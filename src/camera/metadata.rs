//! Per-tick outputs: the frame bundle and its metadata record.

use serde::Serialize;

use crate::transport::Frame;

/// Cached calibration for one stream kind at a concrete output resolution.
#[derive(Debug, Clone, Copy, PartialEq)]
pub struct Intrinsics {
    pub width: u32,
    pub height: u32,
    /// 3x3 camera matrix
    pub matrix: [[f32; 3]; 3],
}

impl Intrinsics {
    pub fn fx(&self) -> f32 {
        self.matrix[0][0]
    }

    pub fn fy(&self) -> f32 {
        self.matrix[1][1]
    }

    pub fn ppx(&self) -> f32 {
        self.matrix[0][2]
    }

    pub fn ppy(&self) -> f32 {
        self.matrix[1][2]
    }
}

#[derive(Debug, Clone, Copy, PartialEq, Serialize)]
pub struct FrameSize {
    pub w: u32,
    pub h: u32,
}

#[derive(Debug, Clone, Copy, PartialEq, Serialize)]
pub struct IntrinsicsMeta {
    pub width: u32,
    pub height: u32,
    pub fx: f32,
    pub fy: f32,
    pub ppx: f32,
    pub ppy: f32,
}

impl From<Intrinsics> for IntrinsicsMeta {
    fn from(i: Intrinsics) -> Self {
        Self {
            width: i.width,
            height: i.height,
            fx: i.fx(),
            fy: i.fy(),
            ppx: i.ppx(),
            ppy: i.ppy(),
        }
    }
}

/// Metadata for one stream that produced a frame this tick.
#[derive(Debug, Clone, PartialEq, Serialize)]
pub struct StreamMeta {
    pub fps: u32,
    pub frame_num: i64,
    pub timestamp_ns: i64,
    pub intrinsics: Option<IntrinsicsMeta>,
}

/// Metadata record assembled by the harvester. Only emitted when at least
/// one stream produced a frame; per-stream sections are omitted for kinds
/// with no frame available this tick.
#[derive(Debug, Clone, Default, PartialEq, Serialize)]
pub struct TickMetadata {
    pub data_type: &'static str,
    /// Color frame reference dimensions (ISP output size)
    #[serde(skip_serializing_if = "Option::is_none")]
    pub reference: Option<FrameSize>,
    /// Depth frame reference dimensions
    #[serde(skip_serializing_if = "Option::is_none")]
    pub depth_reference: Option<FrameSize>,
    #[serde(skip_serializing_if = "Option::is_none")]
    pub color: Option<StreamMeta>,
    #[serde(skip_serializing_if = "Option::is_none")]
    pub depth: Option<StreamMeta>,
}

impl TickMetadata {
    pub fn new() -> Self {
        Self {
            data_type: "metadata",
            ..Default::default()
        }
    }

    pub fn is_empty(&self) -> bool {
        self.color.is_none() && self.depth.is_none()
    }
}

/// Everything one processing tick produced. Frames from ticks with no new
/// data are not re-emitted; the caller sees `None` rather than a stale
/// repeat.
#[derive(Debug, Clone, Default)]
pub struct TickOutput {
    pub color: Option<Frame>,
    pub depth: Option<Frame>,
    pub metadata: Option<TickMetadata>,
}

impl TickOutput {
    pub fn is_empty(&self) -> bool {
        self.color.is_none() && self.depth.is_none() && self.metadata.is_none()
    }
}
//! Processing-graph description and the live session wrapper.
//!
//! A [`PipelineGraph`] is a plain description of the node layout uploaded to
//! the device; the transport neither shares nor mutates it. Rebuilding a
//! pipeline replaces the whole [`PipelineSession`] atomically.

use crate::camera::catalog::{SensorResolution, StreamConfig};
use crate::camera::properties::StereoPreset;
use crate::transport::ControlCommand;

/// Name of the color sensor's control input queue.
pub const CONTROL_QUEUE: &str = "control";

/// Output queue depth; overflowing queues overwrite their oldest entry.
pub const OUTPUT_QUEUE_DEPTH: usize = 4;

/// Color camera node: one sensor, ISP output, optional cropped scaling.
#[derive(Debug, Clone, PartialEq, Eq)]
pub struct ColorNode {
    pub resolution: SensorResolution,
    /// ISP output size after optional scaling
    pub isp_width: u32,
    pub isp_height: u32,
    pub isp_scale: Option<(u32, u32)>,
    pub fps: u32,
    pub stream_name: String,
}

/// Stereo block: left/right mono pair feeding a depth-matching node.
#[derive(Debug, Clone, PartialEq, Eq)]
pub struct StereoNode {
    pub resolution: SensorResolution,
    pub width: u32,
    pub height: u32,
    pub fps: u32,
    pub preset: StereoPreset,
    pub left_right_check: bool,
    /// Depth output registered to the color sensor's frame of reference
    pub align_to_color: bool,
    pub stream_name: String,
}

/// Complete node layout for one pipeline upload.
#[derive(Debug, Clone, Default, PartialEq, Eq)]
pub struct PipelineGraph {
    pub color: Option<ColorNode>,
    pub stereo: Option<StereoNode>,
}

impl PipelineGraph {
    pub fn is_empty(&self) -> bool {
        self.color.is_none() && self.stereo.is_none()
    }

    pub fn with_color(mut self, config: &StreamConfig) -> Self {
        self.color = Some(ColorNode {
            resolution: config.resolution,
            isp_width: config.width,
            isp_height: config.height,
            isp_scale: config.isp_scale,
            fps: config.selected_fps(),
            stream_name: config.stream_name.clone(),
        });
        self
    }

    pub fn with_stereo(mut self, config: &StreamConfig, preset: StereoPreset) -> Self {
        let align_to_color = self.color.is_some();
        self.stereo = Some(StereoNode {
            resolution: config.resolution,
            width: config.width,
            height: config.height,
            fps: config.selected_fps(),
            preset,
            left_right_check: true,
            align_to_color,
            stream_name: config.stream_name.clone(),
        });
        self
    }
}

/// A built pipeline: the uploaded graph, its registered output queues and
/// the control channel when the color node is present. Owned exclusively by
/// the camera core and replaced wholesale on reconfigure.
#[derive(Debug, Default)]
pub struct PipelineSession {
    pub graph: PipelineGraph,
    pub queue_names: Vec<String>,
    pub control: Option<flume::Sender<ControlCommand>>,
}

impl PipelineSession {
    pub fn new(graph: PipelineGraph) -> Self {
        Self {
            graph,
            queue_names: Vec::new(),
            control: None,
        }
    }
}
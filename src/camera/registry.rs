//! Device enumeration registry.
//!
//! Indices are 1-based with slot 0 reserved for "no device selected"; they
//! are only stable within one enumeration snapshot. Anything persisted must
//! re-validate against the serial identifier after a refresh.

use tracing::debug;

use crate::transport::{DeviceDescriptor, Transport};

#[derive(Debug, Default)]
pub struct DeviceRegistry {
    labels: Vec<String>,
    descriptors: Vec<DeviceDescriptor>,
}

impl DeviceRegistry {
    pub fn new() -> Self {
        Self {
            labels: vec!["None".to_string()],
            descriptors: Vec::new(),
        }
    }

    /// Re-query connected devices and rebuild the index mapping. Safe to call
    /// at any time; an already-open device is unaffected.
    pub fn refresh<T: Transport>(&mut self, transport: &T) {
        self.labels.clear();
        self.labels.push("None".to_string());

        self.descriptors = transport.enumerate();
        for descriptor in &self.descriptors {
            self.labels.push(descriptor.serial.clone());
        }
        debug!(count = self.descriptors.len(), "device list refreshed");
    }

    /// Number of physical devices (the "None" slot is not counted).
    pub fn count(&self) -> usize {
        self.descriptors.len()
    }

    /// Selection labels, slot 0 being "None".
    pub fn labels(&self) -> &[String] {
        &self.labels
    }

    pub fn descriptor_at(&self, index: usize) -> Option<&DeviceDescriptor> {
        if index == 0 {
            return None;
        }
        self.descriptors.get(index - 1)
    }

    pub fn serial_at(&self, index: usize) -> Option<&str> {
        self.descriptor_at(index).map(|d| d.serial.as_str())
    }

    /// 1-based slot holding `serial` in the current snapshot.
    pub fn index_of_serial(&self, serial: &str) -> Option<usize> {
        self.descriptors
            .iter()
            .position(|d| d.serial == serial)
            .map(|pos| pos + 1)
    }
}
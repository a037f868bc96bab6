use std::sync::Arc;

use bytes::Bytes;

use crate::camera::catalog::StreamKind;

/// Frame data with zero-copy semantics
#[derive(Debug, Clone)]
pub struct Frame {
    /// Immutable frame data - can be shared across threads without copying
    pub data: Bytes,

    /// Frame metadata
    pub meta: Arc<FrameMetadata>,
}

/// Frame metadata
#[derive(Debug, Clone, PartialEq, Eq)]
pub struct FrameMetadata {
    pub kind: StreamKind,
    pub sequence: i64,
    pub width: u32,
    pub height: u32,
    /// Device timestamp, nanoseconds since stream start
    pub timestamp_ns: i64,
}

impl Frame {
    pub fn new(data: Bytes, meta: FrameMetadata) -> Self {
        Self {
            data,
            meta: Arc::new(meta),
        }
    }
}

WORK TO COMPLETE
Every line of the listing above that contains "after" is to be copied.

ANSWER SECTION
    /// ISP output size after optional scaling
//! re-validate against the serial identifier after a refresh.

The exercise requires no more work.